The fundamental principle of Graph Neural Networks (GNNs) is to exploit the structural information of the data by aggregating the neighboring nodes using a `graph convolution' in conjunction with a suitable choice for the network architecture, such as depth and activation functions. Therefore, understanding the influence of each of the design choice on the network performance is crucial. Convolutions based on graph Laplacian have emerged as the dominant choice with the symmetric normalization of the adjacency matrix as the most widely adopted one. However, some empirical studies show that row normalization of the adjacency matrix outperforms it in node classification. Despite the widespread use of GNNs, there is no rigorous theoretical study on the representation power of these convolutions, that could explain this behavior. Similarly, the empirical observation of the linear GNNs performance being on par with non-linear ReLU GNNs lacks rigorous theory. In this work, we theoretically analyze the influence of different aspects of the GNN architecture using the Graph Neural Tangent Kernel in a semi-supervised node classification setting. Under the population Degree Corrected Stochastic Block Model, we prove that: (i) linear networks capture the class information as good as ReLU networks; (ii) row normalization preserves the underlying class structure better than other convolutions; (iii) performance degrades with network depth due to over-smoothing, but the loss in class information is the slowest in row normalization; (iv) skip connections retain the class information even at infinite depth, thereby eliminating over-smoothing. We finally validate our theoretical findings numerically and on real datasets such as Cora and Citeseer.

翻译：[translated abstract in Chinese] 图神经网络（GNNs）的基本原理是通过使用“图卷积”聚合邻域节点，并结合网络架构（如深度和激活函数）的恰当选择，来挖掘数据的结构信息。

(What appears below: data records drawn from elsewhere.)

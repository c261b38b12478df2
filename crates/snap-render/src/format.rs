//! Post-render formatting through an external command.

use std::io::{ErrorKind, Write};
use std::path::Path;
use std::process::{Command, Stdio};

use crate::error::FormatError;

/// Placeholder in formatter arguments replaced by the output file path.
pub const PATH_PLACEHOLDER: &str = "{path}";

/// Rewrites rendered source text before it is written.
pub trait Formatter {
    /// Format `source`, which is about to be written to `path`.
    ///
    /// # Errors
    /// Returns [`FormatError`] when no formatted text could be produced.
    fn format(&self, source: &str, path: &Path) -> Result<String, FormatError>;
}

/// Pipes source through a program's stdin and reads the result from stdout.
#[derive(Debug, Clone, PartialEq, Eq)]
pub struct CommandFormatter {
    command: String,
    args: Vec<String>,
}

impl CommandFormatter {
    pub fn new(command: impl Into<String>, args: Vec<String>) -> Self {
        Self {
            command: command.into(),
            args,
        }
    }

    /// `prettier --stdin-filepath {path} --single-quote --trailing-comma all`.
    #[must_use]
    pub fn prettier() -> Self {
        Self::new(
            "prettier",
            [
                "--stdin-filepath",
                PATH_PLACEHOLDER,
                "--single-quote",
                "--trailing-comma",
                "all",
            ]
            .into_iter()
            .map(String::from)
            .collect(),
        )
    }

    #[must_use]
    pub fn command(&self) -> &str {
        &self.command
    }

    /// Arguments with the path placeholder substituted.
    #[must_use]
    pub fn args_for(&self, path: &Path) -> Vec<String> {
        let path = path.to_string_lossy();
        self.args
            .iter()
            .map(|arg| arg.replace(PATH_PLACEHOLDER, &path))
            .collect()
    }
}

impl Default for CommandFormatter {
    fn default() -> Self {
        Self::prettier()
    }
}

impl Formatter for CommandFormatter {
    fn format(&self, source: &str, path: &Path) -> Result<String, FormatError> {
        let spawn_error = |source| FormatError::Spawn {
            command: self.command.clone(),
            source,
        };

        let mut child = Command::new(&self.command)
            .args(self.args_for(path))
            .stdin(Stdio::piped())
            .stdout(Stdio::piped())
            .stderr(Stdio::piped())
            .spawn()
            .map_err(spawn_error)?;

        // A formatter may exit before reading all input; its status reports that.
        if let Some(mut stdin) = child.stdin.take()
            && let Err(error) = stdin.write_all(source.as_bytes())
            && error.kind() != ErrorKind::BrokenPipe
        {
            return Err(spawn_error(error));
        }
        let output = child.wait_with_output().map_err(spawn_error)?;

        if !output.status.success() {
            return Err(FormatError::Failed {
                command: self.command.clone(),
                status: output.status,
                stderr: String::from_utf8_lossy(&output.stderr).trim().to_string(),
            });
        }
        String::from_utf8(output.stdout).map_err(|_| FormatError::InvalidOutput {
            command: self.command.clone(),
        })
    }
}

#[cfg(test)]
mod tests {
    use super::*;

    #[test]
    fn prettier_args_substitute_path() {
        let formatter = CommandFormatter::prettier();
        assert_eq!(formatter.command(), "prettier");
        assert_eq!(
            formatter.args_for(Path::new("src/Card.test.js")),
            [
                "--stdin-filepath",
                "src/Card.test.js",
                "--single-quote",
                "--trailing-comma",
                "all"
            ]
        );
    }

    #[test]
    fn placeholder_inside_argument_is_replaced() {
        let formatter = CommandFormatter::new("dprint", vec!["--stdin={path}".into()]);
        assert_eq!(formatter.args_for(Path::new("a.js")), ["--stdin=a.js"]);
    }

    #[test]
    fn missing_program_is_a_spawn_error() {
        let formatter = CommandFormatter::new("snapgen-no-such-formatter", Vec::new());
        let err = formatter
            .format("const a = 1;", Path::new("a.test.js"))
            .expect_err("missing program");
        assert!(matches!(err, FormatError::Spawn { .. }), "{err}");
    }

    #[cfg(unix)]
    #[test]
    fn cat_passes_source_through() {
        let formatter = CommandFormatter::new("cat", Vec::new());
        let out = formatter
            .format("const a = 1;\n", Path::new("a.test.js"))
            .expect("cat");
        assert_eq!(out, "const a = 1;\n");
    }

    #[cfg(unix)]
    #[test]
    fn non_zero_exit_is_failed() {
        let formatter = CommandFormatter::new("false", Vec::new());
        let err = formatter
            .format("x", Path::new("a.test.js"))
            .expect_err("false exits 1");
        assert!(matches!(err, FormatError::Failed { .. }), "{err}");
    }
}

因此，理解每种设计选择对网络性能的影响至关重要。基于图拉普拉斯算子的卷积已成为主流选择，其中邻接矩阵的对称归一化是最广泛采用的方式。然而，实证研究表明，邻接矩阵的行归一化在节点分类任务中表现更优。尽管GNNs被广泛使用，但目前尚无严格的理论研究能够解释这些卷积的表示能力差异及上述现象。类似地，线性GNNs性能与非线性的ReLU GNNs相当的实证观测也缺乏严格的理论支撑。本研究利用图神经正切核，在半监督节点分类场景中对GNN架构不同方面的影响进行了理论分析。在总体度修正随机块模型下，我们证明：（i）线性网络捕获类别信息的能力与ReLU网络相当；（ii）行归一化比其他卷积方式更能保留潜在类别结构；（iii）网络深度因过平滑问题导致性能下降，但行归一化在类别信息损失速度上最慢；（iv）跳跃连接即使在无限深度下仍能保留类别信息，从而消除过平滑。最终，我们通过数值实验以及Cora、Citeseer等真实数据集验证了理论发现。